O Ministério Público do Estado do Piauí ajuizou uma ação civil pública contra o Município de Teresina e a Fundação Municipal de Saúde para obrigar a convocação de cirurgiões-dentistas aprovados no concurso público realizado em 2024. A medida também busca impedir que profissionais temporários continuem ocupando funções que, segundo o órgão, deveriam ser exercidas por servidores efetivos.
A ação cita diretamente o prefeito Sílvio Mendes e a presidente da Fundação Municipal de Saúde, Leopoldina Cipriano Feitosa. O Ministério Público sustenta que candidatos classificados no concurso estão sendo preteridos enquanto a administração municipal mantém contratos temporários para atender necessidades consideradas permanentes da rede pública de saúde.
O concurso foi realizado pela FMS para diferentes especialidades da área odontológica e teve o resultado homologado em dezembro de 2024. Foram previstas vagas para cirurgião-dentista da Estratégia Saúde da Família, plantonista, oral menor, endodontista, periodontista, atendimento a pessoas com necessidades especiais e odontologia hospitalar.
Parte dos candidatos já foi nomeada, mas dezenas permanecem aguardando convocação. Na especialidade de periodontia, segundo o documento, nenhum candidato havia sido nomeado quando a ação foi apresentada.
O Ministério Público afirma que a Fundação Municipal de Saúde possui 323 cargos efetivos de cirurgião-dentista criados por lei. Desse total, 298 estariam preenchidos, o que deixaria 25 cargos vagos disponíveis para novas nomeações.
Apesar da existência das vagas e de concurso ainda válido, a FMS teria mantido profissionais temporários no exercício das mesmas atribuições. Para a Promotoria, a situação demonstra que a necessidade do serviço não é excepcional, mas ordinária e permanente, o que exigiria o preenchimento dos postos por servidores aprovados em concurso público.

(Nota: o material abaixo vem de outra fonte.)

use axum::{
    body::Body,
    extract::State,
    http::{header, Request, StatusCode},
    middleware::Next,
    response::Response,
};

use crate::admin::AdminState;

/// Reject requests without the configured bearer key. An empty key
/// rejects everything.
pub async fn admin_auth_middleware(
    State(state): State<AdminState>,
    request: Request<Body>,
    next: Next,
) -> Result<Response, StatusCode> {
    if state.api_key.is_empty() {
        return Err(StatusCode::UNAUTHORIZED);
    }

    let authorized = request
        .headers()
        .get(header::AUTHORIZATION)
        .and_then(|h| h.to_str().ok())
        .and_then(|h| h.strip_prefix("Bearer "))
        .is_some_and(|key| key == &*state.api_key);

    if !authorized {
        tracing::warn!(path = %request.uri().path(), "Rejected admin request");
        return Err(StatusCode::UNAUTHORIZED);
    }
    Ok(next.run(request).await)
}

A ação foi apresentada pela 29ª Promotoria de Justiça de Teresina, especializada na fiscalização da saúde pública administrada pela FMS. O objetivo é encerrar o que o Ministério Público classifica como preterição dos concursados e uso irregular de contratações temporárias.

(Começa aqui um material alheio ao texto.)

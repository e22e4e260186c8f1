//! Configuration file watcher for hot reload.

use std::path::{Path, PathBuf};
use std::time::Duration;

use notify::{Config, Event, RecommendedWatcher, RecursiveMode, Watcher};
use tokio::sync::mpsc;

use crate::config::loader::load_config;
use crate::config::schema::GatewayConfig;

/// Monitors the configuration file and emits validated reloads.
///
/// Invalid files are logged and skipped; the running configuration stays.
pub struct ConfigWatcher {
    path: PathBuf,
    update_tx: mpsc::UnboundedSender<GatewayConfig>,
}

impl ConfigWatcher {
    /// Returns the watcher and a receiver for configuration updates.
    pub fn new(path: &Path) -> (Self, mpsc::UnboundedReceiver<GatewayConfig>) {
        let (update_tx, update_rx) = mpsc::unbounded_channel();
        (
            Self {
                path: path.to_path_buf(),
                update_tx,
            },
            update_rx,
        )
    }

    /// Start watching. The returned watcher must be kept alive.
    pub fn run(self) -> Result<RecommendedWatcher, notify::Error> {
        let tx = self.update_tx;
        let path = self.path.clone();

        let mut watcher = RecommendedWatcher::new(
            move |res: notify::Result<Event>| match res {
                Ok(event) if event.kind.is_modify() || event.kind.is_create() => {
                    tracing::info!(path = ?path, "Config file change detected, reloading");
                    match load_config(&path) {
                        Ok(config) => {
                            let _ = tx.send(config);
                        }
                        Err(e) => {
                            tracing::error!(error = %e, "Failed to reload config, keeping current configuration");
                        }
                    }
                }
                Ok(_) => {}
                Err(e) => tracing::error!(error = ?e, "Config watch error"),
            },
            Config::default().with_poll_interval(Duration::from_secs(2)),
        )?;

        watcher.watch(&self.path, RecursiveMode::NonRecursive)?;

        tracing::info!(path = ?self.path, "Config watcher started");
        Ok(watcher)
    }
}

Em pedido de urgência, o órgão requer que a presidente da FMS seja impedida de celebrar novos contratos temporários com cirurgiões-dentistas fora das hipóteses excepcionais previstas na legislação municipal e nas orientações do Tribunal de Contas do Estado.
O Ministério Público também quer que os contratos temporários atualmente em vigor sejam encerrados no prazo de 30 dias, contado a partir da intimação pessoal da presidente da Fundação. Os profissionais temporários deverão, conforme o pedido, ser substituídos por candidatos aprovados, respeitando a ordem de classificação do concurso.

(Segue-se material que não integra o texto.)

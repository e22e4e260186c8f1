//! Request inspection.
//!
//! # Responsibilities
//! - Extract the requested version token (query parameter or header)
//! - Split `/{service}/{rest..}` into the service name and the path to
//!   forward
//!
//! # Design Decisions
//! - A non-blank query parameter wins over the header
//! - Blank tokens are treated as "no version preference"
//! - The service prefix is stripped before forwarding

use axum::http::{HeaderMap, Uri};

/// Name of the version query parameter and request header.
pub const VERSION_HEADER: &str = "X-service-version";

/// Service name and forwarded path of an inbound request.
#[derive(Debug, Clone, PartialEq, Eq)]
pub struct ServiceRoute {
    pub service: String,
    /// Path (always starting with `/`) plus query, if any.
    pub path_and_query: String,
}

/// Extract the version token from the query string or headers.
pub fn version_token(uri: &Uri, headers: &HeaderMap) -> Option<String> {
    let from_query = uri.query().and_then(|query| {
        url::form_urlencoded::parse(query.as_bytes())
            .find(|(key, _)| key == VERSION_HEADER)
            .map(|(_, value)| value.into_owned())
            .filter(|value| !value.trim().is_empty())
    });
    if from_query.is_some() {
        return from_query;
    }

    headers
        .get(VERSION_HEADER)
        .and_then(|value| value.to_str().ok())
        .map(str::trim)
        .filter(|value| !value.is_empty())
        .map(str::to_string)
}

/// Split the first path segment off as the service name.
pub fn split_service_path(uri: &Uri) -> Option<ServiceRoute> {
    let path = uri.path().trim_start_matches('/');
    let (service, rest) = match path.find('/') {
        Some(idx) => (&path[..idx], &path[idx..]),
        None => (path, "/"),
    };
    if service.is_empty() {
        return None;
    }

    let path_and_query = match uri.query() {
        Some(query) => format!("{}?{}", rest, query),
        None => rest.to_string(),
    };
    Some(ServiceRoute {
        service: service.to_string(),
        path_and_query,
    })
}

#[cfg(test)]
mod tests {
    use super::*;
    use axum::http::HeaderValue;

    fn uri(s: &str) -> Uri {
        s.parse().unwrap()
    }

    fn headers(version: Option<&str>) -> HeaderMap {
        let mut headers = HeaderMap::new();
        if let Some(v) = version {
            headers.insert(VERSION_HEADER, HeaderValue::from_str(v).unwrap());
        }
        headers
    }

    #[test]
    fn test_query_takes_precedence() {
        let token = version_token(&uri("/orders/list?X-service-version=v2"), &headers(Some("v1")));
        assert_eq!(token.as_deref(), Some("v2"));
    }

    #[test]
    fn test_blank_query_falls_back_to_header() {
        let token = version_token(&uri("/orders?X-service-version=%20"), &headers(Some("v1")));
        assert_eq!(token.as_deref(), Some("v1"));

        let token = version_token(&uri("/orders?other=1"), &headers(Some("v1")));
        assert_eq!(token.as_deref(), Some("v1"));
    }

    #[test]
    fn test_header_is_case_insensitive() {
        let mut map = HeaderMap::new();
        map.insert("x-service-version", HeaderValue::from_static("v3"));
        assert_eq!(version_token(&uri("/orders"), &map).as_deref(), Some("v3"));
    }

    #[test]
    fn test_no_token() {
        assert_eq!(version_token(&uri("/orders"), &headers(None)), None);
        assert_eq!(version_token(&uri("/orders"), &headers(Some("  "))), None);
    }

    #[test]
    fn test_split_service_path() {
        assert_eq!(
            split_service_path(&uri("/orders/api/items?page=2")),
            Some(ServiceRoute {
                service: "orders".to_string(),
                path_and_query: "/api/items?page=2".to_string(),
            })
        );
        assert_eq!(
            split_service_path(&uri("/orders")).unwrap().path_and_query,
            "/"
        );
        assert_eq!(
            split_service_path(&uri("/orders?x=1")).unwrap().path_and_query,
            "/?x=1"
        );
        assert_eq!(split_service_path(&uri("/")), None);
    }
}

No mesmo prazo, a ação pede que Sílvio Mendes nomeie os cirurgiões-dentistas que estariam sendo preteridos pelos temporários. A Promotoria defende que a manutenção dos contratos, diante da existência de cargos vagos e de candidatos classificados, gera direito à nomeação.
Em caso de descumprimento, o Ministério Público solicitou a aplicação de multa diária de R$ 5 mil diretamente ao prefeito e à presidente da FMS. A penalidade poderá chegar a R$ 300 mil para cada um, caso a Justiça aceite os pedidos apresentados na ação.
O documento apresenta uma divergência textual ao detalhar a multa, registrando o valor de R$ 5 mil por extenso como “dois mil reais”. Pelo contexto e pela repetição numérica, o pedido formal está indicado como R$ 5 mil por dia, mas caberá à Justiça considerar o conteúdo da petição e eventual correção do erro material.
No julgamento definitivo, o Ministério Público também pede que sejam declaradas nulas as contratações temporárias feitas pela Fundação para suprir necessidades ordinárias de cirurgiões-dentistas. A intenção é limitar novas admissões temporárias apenas a situações realmente excepcionais previstas em lei.
A Promotoria argumenta que a demora na substituição dos temporários prolonga a violação dos direitos dos candidatos aprovados e mantém o uso de recursos públicos em uma forma de contratação considerada incompatível com a Constituição.
A ação ainda será analisada pela Justiça. Os pedidos apresentados pelo Ministério Público não representam uma decisão já tomada nem determinam, por enquanto, a convocação imediata dos candidatos.